We live in times where 36-inch kids worship 60-inch TVs. Times where the television is both an entertaining diversion and the most powerful educational tool we have -- this side of the human being.

Huh? TV is educational?

Yes, the television is educational. It's also persuasive, powerful, deceptive and manipulative.

Manipulated. That's the education our kids are getting unless we teach them not what to watch, but rather teach them how to watch.

We teach how to read letters, words and sentences. But who teaches children how to read images? Who teaches television to our kids?

Sure, we talk about the plot of the show. We talk about the story on the news. We accept what we see. We never question it. We never uncover the artifice, or dissect the fake world we immerse ourselves in every time we pick up the remote.

How was it made? Who was holding the camera? Why are we watching? No one teaches that to young children.

It's never too early to learn, right?

Spanish, Latin, calculus, biology. How many hours do your kids spend experiencing those subjects in a day? A fraction of the time they spend watching TV.

Let's face it. From generation to generation, we're breeding image-illiterate children who have a naïve trust in the tube.

TV mimics the world we live in. However, it's not the world we live in. From Iraq to "Idol," real news to reality TV, television is, at best, clever fiction or well-researched point-of-view. At worst, it's a nonstop sales pitch camouflaged as information and entertainment.

Imagine this. What if no one ever explained tooth decay to you? Then, at the age of 18, you took a life-changing college course. On the first day of class, Professor Clemons pulled a toothbrush out of his tweed jacket and explained that brushing your teeth daily actually helped fight cavities.

Wow, really? I'll brush both of my teeth tonight!

Wouldn't that be enlightening? Wouldn't you ask why it took two decades before anyone explained that to you?

To be informed in the United States, some amount of television is a necessity. Information is not a bad thing. Entertainment is not a bad thing. But unless you're quicksilver fast with a remote, you will ultimately lose the fight to separate the TV good from the TV bad for your child. Too much content processed too rapidly. You simply can't sift through all the sand on the boob-tube beach for your kid.
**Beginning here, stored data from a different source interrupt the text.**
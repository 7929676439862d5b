use crate::types::TxError;
use alloy_primitives::{
    Address,
    B256,
    U256,
};

/// Reasons the pool refuses a transaction.
#[derive(thiserror::Error, Debug, Clone, PartialEq, Eq)]
pub enum TxPoolError {
    #[error("Known transaction: {0}")]
    KnownTransaction(B256),
    #[error("Invalid chain id: expected {expected}, got {got:?}")]
    InvalidChainId { expected: u64, got: Option<u64> },
    #[error("Transaction type not supported at block {number}")]
    TxTypeNotSupported { number: u64 },
    #[error("Oversized data: {size} bytes")]
    OversizedData { size: usize },
    #[error("Invalid unit price: pool {pool}, tx {tx}")]
    InvalidUnitPrice { pool: U256, tx: U256 },
    #[error("Invalid gas fee cap: pool {pool}, tx {tx}")]
    InvalidGasFeeCap { pool: U256, tx: U256 },
    #[error("Invalid gas tip cap: pool {pool}, tx {tx}")]
    InvalidGasTipCap { pool: U256, tx: U256 },
    #[error("Max priority fee per gas {tip} higher than max fee per gas {fee_cap}")]
    TipAboveFeeCap { tip: U256, fee_cap: U256 },
    #[error("Max fee per gas {fee_cap} less than block base fee {base_fee}")]
    FeeCapBelowBaseFee { fee_cap: U256, base_fee: U256 },
    #[error("Gas price {gas_price} less than block base fee {base_fee}")]
    GasPriceBelowBaseFee { gas_price: U256, base_fee: U256 },
    #[error("Nonce too low: address {address}, tx {tx}, state {state}")]
    NonceTooLow { address: Address, tx: u64, state: u64 },
    #[error("Insufficient funds of the sender {address}: have {have}, want {want}")]
    InsufficientFundsFrom { address: Address, have: U256, want: U256 },
    #[error("Insufficient funds of the fee payer {address}: have {have}, want {want}")]
    InsufficientFundsFeePayer { address: Address, have: U256, want: U256 },
    #[error("Intrinsic gas too low: have {have}, want {want}")]
    IntrinsicGas { have: u64, want: u64 },
    #[error("Invalid sender: {0}")]
    InvalidSender(TxError),
    #[error("Invalid fee payer: {0}")]
    InvalidFeePayer(TxError),
    #[error("Invalid transaction: {0}")]
    InvalidTx(TxError),
    #[error("There is another tx which has the same nonce in the tx pool")]
    AlreadyNonceExistInPool,
    #[error("Transaction underpriced")]
    Underpriced,
    #[error("Tx pool is full: {size} transactions")]
    PoolFull { size: usize },
    #[error("Tx pool is full and the new tx does not fill a missing nonce: {size} transactions")]
    PoolFullNoMissingNonce { size: usize },
    #[error("Locally submitted anchoring transactions are not allowed")]
    AnchoringNotAllowed,
}

pub type TxPoolResult<T = ()> = Result<T, TxPoolError>;

/// Failures of the local transaction journal.
#[derive(thiserror::Error, Debug)]
pub enum JournalError {
    #[error("Journal I/O error: {0}")]
    Io(#[from] std::io::Error),
    #[error("Journal entry is malformed: {0}")]
    Decode(#[from] alloy_rlp::Error),
    #[error("No active journal")]
    NoActiveJournal,
}

pub type JournalResult<T = ()> = Result<T, JournalError>;

/// Invalid spam throttler configuration.
#[derive(thiserror::Error, Debug, Clone, PartialEq, Eq)]
pub enum ThrottlerError {
    #[error("Target fail ratio must be within 0..=100, got {0}")]
    InvalidTargetFailRatio(u32),
    #[error("Minimum threshold {minimum} is above the initial threshold {initial}")]
    InvalidThresholds { minimum: u32, initial: u32 },
    #[error("Throttle tps must be positive")]
    ZeroThrottleTps,
    #[error("Spam throttler is already running")]
    AlreadyRunning,
    #[error("Failed to spawn the throttler loop: {0}")]
    Spawn(String),
}
impl TxSortedMap {
    pub(crate) fn get(&self, nonce: u64) -> Option<&Transaction> {
        self.items.get(&nonce)
    }

    /// Inserts `tx`, overwriting any transaction with the same nonce.
    pub(crate) fn put(&mut self, tx: Transaction) {
        self.items.insert(tx.nonce(), tx);
        self.cache = None;
    }

    /// Removes every transaction with a nonce below `threshold`.
    pub(crate) fn forward(&mut self, threshold: u64) -> Vec<Transaction> {
        let keep = self.items.split_off(&threshold);
        let removed: Vec<_> = std::mem::replace(&mut self.items, keep)
            .into_values()
            .collect();
        if let Some(cache) = &mut self.cache {
            cache.drain(..removed.len().min(cache.len()));
        }
        removed
    }

    /// Removes every transaction matching `filter`.
    pub(crate) fn filter(&mut self, mut filter: impl FnMut(&Transaction) -> bool) -> Vec<Transaction> {
        let mut removed = Vec::new();
        self.items.retain(|_, tx| {
            if filter(tx) {
                removed.push(tx.clone());
                false
            } else {
                true
            }
        });
        if !removed.is_empty() {
            self.cache = None;
        }
        removed
    }

    /// Drops the highest nonces until at most `threshold` transactions are
    /// left.
    pub(crate) fn cap(&mut self, threshold: usize) -> Vec<Transaction> {
        let mut drops = Vec::new();
        while self.items.len() > threshold {
            match self.items.pop_last() {
                Some((_, tx)) => drops.push(tx),
                None => break,
            }
        }
        if let Some(cache) = &mut self.cache {
            cache.truncate(self.items.len());
        }
        drops
    }

    pub(crate) fn remove(&mut self, nonce: u64) -> bool {
        if self.items.remove(&nonce).is_none() {
            return false;
        }
        self.cache = None;
        true
    }

    /// Pops the contiguous run starting at the lowest nonce, provided that
    /// nonce is not above `start`.
    pub(crate) fn ready(&mut self, start: u64) -> Vec<Transaction> {
        self.ready_while(start, |_| true)
    }

    /// Like [`TxSortedMap::ready`] but stops at the first transaction priced
    /// below `base_fee`.
    pub(crate) fn ready_with_gas_price(&mut self, start: u64, base_fee: U256) -> Vec<Transaction> {
        self.ready_while(start, |tx| tx.gas_price() >= base_fee)
    }

    fn ready_while(&mut self, start: u64, accept: impl Fn(&Transaction) -> bool) -> Vec<Transaction> {
        let Some(mut next) = self.items.first_key_value().map(|(nonce, _)| *nonce) else {
            return Vec::new();
        };
        if next > start {
            return Vec::new();
        }
        let mut ready = Vec::new();
        while self.items.get(&next).is_some_and(&accept) {
            if let Some(tx) = self.items.remove(&next) {
                ready.push(tx);
            }
            next += 1;
        }
        if let Some(cache) = &mut self.cache {
            cache.drain(..ready.len().min(cache.len()));
        }
        ready
    }

    pub(crate) fn len(&self) -> usize {
        self.items.len()
    }

    /// Nonce-sorted transactions, at most `count` of them unless `count` is
    /// zero.
    pub(crate) fn flatten_by_count(&mut self, count: usize) -> Vec<Transaction> {
        let cache = self
            .cache
            .get_or_insert_with(|| self.items.values().cloned().collect());
        let len = if count == 0 {
            cache.len()
        } else {
            count.min(cache.len())
        };
        cache[..len].to_vec()
    }

    pub(crate) fn flatten(&mut self) -> Vec<Transaction> {
        self.flatten_by_count(0)
    }

    pub(crate) fn last_nonce(&self) -> Option<u64> {
        self.items.last_key_value().map(|(nonce, _)| *nonce)
    }
}

/// Transactions of one account, either executable (`strict`, nonces must stay
/// contiguous) or queued.
#[derive(Debug)]
pub(crate) struct TxList {
    strict: bool,
    txs: TxSortedMap,
}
At some point, your child and my child will consume enough TV to question their values, persuade their fashion and carve their image of countries they'll never visit.

So wouldn't it be refreshing if they were taught at an early age the hows and lies of television and our pop culture? Then maybe they wouldn't buy Britney Spears perfume by the case or the daily scare tactics of local TV news.

History, math, English, science, television.

TV and the visual arts should be taught from first grade to high school. It's time to teach our children that images are in many ways more lasting, more powerful, and potentially more damaging than words.


Ted Mandell teaches in the Department of Film, Television, and Theatre at the University of Notre Dame.